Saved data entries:
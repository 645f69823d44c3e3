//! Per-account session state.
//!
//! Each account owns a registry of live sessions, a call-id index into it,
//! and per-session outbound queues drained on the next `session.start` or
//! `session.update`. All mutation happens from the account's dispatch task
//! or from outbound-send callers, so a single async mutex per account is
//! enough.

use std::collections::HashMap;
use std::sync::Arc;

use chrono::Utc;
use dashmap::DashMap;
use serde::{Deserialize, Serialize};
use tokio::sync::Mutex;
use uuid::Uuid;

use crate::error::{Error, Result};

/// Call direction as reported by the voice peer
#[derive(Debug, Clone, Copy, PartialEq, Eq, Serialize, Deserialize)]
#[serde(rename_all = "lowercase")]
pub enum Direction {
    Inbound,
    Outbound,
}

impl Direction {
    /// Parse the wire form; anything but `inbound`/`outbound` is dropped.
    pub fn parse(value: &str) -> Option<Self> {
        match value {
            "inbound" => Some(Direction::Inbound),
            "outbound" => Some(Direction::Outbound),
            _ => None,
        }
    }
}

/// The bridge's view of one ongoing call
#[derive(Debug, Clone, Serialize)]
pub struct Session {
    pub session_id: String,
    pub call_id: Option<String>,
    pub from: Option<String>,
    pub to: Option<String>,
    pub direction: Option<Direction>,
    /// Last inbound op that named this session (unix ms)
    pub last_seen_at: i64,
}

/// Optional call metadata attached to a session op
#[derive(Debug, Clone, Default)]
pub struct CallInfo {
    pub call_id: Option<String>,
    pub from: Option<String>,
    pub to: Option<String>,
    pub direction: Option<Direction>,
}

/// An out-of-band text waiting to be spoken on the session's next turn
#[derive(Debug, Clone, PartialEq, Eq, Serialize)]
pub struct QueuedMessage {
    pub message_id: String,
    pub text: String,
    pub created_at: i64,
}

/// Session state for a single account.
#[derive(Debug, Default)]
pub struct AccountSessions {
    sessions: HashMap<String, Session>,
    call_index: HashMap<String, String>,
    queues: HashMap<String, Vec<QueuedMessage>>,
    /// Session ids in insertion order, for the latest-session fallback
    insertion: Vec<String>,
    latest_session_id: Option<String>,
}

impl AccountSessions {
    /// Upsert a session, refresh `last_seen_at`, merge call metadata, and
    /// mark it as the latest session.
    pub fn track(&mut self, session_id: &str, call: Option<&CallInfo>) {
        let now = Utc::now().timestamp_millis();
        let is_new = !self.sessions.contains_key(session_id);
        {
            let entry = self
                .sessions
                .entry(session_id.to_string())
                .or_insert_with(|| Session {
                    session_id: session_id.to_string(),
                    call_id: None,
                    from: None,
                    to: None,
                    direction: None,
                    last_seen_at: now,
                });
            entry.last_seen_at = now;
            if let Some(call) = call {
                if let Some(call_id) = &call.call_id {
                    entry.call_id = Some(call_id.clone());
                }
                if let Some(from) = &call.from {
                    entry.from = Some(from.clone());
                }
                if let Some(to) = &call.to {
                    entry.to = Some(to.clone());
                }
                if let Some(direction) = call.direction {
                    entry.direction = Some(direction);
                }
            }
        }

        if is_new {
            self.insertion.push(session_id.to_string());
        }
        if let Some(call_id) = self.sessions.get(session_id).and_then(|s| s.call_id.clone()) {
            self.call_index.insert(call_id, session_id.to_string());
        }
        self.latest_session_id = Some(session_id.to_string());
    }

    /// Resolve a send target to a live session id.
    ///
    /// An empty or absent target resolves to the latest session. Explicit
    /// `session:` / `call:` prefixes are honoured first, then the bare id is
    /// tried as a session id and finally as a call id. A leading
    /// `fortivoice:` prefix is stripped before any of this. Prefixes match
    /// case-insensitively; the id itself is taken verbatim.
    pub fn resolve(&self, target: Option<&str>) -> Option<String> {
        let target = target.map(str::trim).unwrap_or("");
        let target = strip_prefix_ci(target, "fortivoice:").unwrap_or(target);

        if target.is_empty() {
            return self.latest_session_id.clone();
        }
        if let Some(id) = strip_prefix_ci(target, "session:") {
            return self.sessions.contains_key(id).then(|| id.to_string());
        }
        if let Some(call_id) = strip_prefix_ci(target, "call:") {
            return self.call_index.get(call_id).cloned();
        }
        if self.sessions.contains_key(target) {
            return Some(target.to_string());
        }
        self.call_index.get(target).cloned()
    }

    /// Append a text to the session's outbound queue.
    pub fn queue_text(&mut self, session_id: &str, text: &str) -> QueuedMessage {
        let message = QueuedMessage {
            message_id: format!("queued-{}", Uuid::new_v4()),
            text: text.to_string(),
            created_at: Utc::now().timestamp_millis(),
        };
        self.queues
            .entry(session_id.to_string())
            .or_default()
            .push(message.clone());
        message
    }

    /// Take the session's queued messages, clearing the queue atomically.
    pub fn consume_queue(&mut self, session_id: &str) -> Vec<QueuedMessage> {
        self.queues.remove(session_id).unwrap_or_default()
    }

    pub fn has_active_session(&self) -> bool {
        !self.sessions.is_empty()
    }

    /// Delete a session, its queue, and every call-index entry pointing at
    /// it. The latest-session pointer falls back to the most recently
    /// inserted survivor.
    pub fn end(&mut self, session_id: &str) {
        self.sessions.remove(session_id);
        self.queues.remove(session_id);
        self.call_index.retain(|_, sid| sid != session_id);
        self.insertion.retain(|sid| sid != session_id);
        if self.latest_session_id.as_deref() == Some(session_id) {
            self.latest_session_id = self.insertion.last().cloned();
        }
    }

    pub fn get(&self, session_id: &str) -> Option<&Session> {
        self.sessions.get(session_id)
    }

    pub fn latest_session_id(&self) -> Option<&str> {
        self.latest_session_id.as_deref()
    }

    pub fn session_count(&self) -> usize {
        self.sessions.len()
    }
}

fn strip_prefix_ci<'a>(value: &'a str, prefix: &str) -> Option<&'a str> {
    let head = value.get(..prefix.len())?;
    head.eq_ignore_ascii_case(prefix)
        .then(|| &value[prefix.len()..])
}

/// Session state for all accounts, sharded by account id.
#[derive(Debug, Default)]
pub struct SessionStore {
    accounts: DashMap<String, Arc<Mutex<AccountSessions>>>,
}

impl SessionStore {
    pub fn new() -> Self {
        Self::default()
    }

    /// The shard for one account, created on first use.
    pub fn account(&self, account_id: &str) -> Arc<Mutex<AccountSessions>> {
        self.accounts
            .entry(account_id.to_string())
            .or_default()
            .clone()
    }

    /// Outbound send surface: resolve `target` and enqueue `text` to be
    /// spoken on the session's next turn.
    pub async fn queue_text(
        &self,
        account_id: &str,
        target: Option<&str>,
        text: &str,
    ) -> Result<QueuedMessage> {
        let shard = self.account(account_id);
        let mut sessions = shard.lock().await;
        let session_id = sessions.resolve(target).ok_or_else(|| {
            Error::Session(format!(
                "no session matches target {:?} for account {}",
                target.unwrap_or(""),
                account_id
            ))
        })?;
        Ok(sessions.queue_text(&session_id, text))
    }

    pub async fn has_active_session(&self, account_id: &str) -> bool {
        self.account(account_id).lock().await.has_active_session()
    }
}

* * *

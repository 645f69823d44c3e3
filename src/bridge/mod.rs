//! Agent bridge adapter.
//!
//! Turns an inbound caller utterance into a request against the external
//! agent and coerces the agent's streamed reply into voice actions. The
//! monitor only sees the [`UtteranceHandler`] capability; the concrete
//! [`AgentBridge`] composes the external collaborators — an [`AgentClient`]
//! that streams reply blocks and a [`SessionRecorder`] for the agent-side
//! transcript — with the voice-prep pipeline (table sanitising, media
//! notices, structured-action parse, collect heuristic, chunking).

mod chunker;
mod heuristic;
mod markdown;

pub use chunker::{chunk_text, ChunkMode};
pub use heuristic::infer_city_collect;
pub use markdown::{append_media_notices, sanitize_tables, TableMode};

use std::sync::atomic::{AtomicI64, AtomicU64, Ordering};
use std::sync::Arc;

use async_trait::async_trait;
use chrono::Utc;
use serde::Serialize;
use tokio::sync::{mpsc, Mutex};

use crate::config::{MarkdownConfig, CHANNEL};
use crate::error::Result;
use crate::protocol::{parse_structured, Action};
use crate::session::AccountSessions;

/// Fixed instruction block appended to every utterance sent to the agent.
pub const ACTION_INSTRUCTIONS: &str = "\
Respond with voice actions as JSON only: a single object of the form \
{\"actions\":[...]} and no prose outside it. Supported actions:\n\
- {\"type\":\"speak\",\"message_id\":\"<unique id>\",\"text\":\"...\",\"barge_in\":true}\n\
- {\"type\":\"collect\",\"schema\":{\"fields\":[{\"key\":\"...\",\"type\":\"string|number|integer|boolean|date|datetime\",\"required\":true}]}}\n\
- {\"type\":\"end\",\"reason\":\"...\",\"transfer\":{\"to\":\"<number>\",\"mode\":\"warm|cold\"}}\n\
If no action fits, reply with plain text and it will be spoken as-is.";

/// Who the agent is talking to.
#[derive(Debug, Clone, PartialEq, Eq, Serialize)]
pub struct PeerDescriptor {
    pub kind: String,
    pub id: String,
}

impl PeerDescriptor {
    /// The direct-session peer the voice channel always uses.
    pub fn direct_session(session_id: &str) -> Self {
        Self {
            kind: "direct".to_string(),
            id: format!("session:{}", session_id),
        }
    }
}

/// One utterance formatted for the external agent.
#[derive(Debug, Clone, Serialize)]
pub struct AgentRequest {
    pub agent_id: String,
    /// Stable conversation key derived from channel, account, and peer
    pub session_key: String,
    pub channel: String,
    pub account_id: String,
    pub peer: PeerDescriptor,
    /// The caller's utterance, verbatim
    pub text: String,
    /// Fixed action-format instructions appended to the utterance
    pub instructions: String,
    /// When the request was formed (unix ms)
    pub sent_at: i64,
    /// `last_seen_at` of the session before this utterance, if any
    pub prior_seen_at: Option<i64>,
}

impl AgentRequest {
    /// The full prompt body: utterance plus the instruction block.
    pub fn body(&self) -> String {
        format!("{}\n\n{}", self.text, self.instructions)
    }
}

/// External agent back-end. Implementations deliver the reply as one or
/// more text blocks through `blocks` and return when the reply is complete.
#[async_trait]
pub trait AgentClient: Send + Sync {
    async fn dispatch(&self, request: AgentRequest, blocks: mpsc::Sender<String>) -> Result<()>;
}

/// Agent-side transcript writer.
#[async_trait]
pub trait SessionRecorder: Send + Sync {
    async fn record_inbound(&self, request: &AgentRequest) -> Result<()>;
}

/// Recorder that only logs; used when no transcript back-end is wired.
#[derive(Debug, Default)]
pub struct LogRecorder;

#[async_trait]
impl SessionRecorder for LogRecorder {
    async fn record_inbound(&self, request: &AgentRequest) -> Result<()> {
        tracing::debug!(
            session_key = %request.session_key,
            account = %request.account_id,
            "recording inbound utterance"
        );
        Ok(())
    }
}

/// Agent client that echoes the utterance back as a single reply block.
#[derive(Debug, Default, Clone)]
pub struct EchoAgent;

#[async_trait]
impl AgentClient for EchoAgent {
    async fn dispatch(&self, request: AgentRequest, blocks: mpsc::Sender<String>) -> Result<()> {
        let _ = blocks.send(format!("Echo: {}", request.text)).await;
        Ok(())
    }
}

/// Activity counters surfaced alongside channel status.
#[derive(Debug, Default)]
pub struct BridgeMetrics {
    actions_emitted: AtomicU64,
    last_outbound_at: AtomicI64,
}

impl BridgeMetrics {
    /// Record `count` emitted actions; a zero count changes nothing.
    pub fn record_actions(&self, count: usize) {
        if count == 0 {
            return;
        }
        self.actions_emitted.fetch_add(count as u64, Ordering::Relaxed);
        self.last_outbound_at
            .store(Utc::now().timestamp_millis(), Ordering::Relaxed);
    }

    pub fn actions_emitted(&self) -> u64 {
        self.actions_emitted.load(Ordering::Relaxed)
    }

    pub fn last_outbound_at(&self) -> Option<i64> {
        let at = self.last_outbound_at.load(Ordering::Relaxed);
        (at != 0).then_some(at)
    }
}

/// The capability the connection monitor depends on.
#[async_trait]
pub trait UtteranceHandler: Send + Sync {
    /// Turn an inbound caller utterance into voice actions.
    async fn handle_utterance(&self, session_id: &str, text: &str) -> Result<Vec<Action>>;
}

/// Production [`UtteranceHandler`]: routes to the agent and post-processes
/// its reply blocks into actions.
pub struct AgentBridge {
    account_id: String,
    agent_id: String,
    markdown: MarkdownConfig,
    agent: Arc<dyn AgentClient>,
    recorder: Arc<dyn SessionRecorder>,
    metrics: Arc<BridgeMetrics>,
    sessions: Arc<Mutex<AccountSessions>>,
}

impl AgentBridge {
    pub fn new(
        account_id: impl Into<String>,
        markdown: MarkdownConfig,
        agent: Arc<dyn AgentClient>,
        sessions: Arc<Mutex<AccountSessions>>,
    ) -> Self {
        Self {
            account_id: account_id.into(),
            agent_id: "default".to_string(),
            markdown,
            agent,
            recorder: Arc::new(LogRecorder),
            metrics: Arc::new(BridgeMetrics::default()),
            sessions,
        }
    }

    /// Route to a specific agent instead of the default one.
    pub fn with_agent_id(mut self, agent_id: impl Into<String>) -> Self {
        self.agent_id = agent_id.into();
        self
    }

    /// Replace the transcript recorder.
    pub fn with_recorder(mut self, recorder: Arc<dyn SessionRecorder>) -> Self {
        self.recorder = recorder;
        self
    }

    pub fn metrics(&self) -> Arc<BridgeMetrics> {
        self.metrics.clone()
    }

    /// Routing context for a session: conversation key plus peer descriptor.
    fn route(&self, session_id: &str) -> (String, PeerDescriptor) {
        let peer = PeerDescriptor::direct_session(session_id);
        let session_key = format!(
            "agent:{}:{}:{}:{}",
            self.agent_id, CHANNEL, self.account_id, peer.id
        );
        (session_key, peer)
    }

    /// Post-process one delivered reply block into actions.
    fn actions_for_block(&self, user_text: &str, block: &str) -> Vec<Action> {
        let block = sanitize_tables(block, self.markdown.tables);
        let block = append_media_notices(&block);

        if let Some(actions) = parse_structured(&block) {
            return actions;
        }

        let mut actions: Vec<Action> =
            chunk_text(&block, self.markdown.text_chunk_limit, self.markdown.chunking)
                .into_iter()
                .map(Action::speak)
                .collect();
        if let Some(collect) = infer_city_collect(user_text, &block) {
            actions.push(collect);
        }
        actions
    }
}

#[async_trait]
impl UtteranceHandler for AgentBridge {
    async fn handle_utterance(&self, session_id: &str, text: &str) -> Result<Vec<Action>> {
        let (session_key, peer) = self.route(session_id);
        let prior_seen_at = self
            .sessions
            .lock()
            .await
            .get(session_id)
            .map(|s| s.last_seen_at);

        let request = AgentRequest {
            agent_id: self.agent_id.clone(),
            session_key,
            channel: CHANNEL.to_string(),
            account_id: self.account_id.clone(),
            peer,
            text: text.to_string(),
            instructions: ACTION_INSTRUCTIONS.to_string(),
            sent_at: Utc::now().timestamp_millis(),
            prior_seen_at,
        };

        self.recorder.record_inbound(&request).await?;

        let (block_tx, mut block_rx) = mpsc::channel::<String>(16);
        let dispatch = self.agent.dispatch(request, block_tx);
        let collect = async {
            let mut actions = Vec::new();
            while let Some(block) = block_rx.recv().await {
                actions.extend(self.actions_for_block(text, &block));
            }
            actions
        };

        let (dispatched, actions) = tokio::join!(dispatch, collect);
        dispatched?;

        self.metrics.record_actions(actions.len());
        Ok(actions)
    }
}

--

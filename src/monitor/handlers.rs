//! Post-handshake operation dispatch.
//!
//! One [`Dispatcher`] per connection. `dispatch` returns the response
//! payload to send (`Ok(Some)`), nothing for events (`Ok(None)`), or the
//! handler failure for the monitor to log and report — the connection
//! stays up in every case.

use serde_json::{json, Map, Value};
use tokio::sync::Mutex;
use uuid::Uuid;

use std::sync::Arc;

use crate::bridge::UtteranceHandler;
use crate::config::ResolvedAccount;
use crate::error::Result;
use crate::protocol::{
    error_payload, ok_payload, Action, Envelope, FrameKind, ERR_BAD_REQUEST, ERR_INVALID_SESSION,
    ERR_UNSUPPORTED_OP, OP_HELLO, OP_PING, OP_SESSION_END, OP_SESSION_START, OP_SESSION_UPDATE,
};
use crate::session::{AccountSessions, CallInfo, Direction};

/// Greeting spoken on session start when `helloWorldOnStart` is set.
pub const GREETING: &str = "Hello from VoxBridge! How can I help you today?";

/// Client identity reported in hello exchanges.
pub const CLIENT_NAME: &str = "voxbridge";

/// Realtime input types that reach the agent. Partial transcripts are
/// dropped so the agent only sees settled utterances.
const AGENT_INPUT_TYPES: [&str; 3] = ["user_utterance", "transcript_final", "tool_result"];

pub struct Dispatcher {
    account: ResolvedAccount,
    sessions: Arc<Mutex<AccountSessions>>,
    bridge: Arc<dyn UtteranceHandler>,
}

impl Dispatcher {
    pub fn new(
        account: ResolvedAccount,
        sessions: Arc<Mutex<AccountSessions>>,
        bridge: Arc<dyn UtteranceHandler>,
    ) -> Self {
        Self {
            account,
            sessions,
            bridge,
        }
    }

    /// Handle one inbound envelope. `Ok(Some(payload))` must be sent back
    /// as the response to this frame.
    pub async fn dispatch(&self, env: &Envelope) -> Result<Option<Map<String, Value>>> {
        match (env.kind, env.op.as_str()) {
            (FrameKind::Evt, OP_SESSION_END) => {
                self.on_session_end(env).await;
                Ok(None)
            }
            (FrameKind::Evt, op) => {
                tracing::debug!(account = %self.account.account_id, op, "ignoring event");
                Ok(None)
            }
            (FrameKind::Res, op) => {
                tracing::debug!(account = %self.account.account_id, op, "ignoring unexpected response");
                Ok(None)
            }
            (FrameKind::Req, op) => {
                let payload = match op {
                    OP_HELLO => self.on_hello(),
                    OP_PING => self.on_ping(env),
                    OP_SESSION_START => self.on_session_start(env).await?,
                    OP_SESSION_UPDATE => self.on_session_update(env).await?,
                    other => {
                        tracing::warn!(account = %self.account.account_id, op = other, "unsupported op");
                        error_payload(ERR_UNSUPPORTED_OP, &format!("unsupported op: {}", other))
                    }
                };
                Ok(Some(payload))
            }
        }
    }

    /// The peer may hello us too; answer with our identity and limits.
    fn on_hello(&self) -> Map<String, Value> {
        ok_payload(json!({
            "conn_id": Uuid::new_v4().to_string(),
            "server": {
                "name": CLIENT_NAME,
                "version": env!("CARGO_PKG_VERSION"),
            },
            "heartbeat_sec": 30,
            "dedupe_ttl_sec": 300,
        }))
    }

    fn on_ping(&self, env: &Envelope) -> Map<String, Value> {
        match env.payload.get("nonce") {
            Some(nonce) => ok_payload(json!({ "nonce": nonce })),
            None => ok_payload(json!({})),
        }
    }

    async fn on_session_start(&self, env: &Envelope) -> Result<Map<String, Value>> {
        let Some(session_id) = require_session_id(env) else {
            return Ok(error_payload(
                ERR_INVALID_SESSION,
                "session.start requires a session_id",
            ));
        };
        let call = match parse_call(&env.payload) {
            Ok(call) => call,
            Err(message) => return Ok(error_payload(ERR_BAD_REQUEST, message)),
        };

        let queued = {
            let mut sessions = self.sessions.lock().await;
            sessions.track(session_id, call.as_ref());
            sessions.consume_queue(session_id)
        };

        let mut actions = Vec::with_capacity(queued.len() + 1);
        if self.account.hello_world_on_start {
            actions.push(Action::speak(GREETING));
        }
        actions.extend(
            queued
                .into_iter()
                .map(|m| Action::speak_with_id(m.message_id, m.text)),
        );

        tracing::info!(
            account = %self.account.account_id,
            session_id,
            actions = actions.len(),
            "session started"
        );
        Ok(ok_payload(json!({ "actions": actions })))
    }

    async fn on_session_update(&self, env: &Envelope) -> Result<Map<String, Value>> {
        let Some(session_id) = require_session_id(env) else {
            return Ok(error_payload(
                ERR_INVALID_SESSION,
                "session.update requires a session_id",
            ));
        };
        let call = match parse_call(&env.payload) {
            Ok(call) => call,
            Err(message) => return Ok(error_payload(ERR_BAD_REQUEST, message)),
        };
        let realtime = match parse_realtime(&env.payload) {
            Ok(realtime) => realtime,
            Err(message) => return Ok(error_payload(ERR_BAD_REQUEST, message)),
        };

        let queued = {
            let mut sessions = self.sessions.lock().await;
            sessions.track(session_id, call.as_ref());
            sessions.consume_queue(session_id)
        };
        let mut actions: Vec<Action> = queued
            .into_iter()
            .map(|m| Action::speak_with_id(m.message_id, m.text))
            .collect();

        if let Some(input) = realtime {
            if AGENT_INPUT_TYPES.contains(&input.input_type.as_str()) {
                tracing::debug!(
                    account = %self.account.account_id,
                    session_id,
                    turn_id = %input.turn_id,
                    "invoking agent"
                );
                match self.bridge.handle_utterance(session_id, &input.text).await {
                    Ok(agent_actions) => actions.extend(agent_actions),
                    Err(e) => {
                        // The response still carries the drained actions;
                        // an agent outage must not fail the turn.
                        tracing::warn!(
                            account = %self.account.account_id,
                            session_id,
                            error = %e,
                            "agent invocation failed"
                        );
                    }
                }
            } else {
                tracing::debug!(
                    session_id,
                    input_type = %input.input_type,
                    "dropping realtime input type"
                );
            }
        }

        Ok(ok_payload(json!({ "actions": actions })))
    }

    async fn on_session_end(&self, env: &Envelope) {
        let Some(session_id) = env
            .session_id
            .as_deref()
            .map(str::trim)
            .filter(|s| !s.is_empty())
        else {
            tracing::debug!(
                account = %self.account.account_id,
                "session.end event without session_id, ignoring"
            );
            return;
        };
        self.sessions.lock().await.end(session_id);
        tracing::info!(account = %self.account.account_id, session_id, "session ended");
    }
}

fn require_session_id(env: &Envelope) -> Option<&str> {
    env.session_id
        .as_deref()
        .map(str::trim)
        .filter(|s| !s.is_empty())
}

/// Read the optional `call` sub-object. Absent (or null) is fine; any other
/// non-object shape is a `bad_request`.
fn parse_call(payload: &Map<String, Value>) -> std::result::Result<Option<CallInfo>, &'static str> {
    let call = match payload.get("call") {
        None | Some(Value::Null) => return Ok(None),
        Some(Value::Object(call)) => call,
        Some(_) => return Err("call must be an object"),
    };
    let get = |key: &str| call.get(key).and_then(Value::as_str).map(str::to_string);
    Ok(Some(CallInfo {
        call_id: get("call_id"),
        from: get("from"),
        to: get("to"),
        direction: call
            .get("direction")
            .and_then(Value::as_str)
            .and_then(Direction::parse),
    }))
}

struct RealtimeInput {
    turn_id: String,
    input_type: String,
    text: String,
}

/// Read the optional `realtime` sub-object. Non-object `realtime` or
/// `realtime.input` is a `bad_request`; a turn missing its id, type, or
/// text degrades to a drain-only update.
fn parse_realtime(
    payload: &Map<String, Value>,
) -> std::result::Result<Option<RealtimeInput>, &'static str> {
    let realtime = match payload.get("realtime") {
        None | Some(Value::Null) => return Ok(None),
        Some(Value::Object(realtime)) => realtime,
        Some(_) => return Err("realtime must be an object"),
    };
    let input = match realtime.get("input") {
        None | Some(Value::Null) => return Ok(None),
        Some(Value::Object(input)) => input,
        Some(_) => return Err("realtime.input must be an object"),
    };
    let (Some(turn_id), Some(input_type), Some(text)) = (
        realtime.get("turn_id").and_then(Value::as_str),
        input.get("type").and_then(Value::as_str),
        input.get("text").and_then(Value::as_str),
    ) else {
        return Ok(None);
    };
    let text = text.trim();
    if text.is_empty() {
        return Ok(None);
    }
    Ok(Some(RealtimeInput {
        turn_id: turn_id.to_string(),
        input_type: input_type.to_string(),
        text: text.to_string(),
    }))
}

◆ What the task asks: Only lines that include "Uuid" belong in the answer; return them from the entries above.

◆ Answer for the task:
use uuid::Uuid;
            message_id: format!("queued-{}", Uuid::new_v4()),
use uuid::Uuid;
            "conn_id": Uuid::new_v4().to_string(),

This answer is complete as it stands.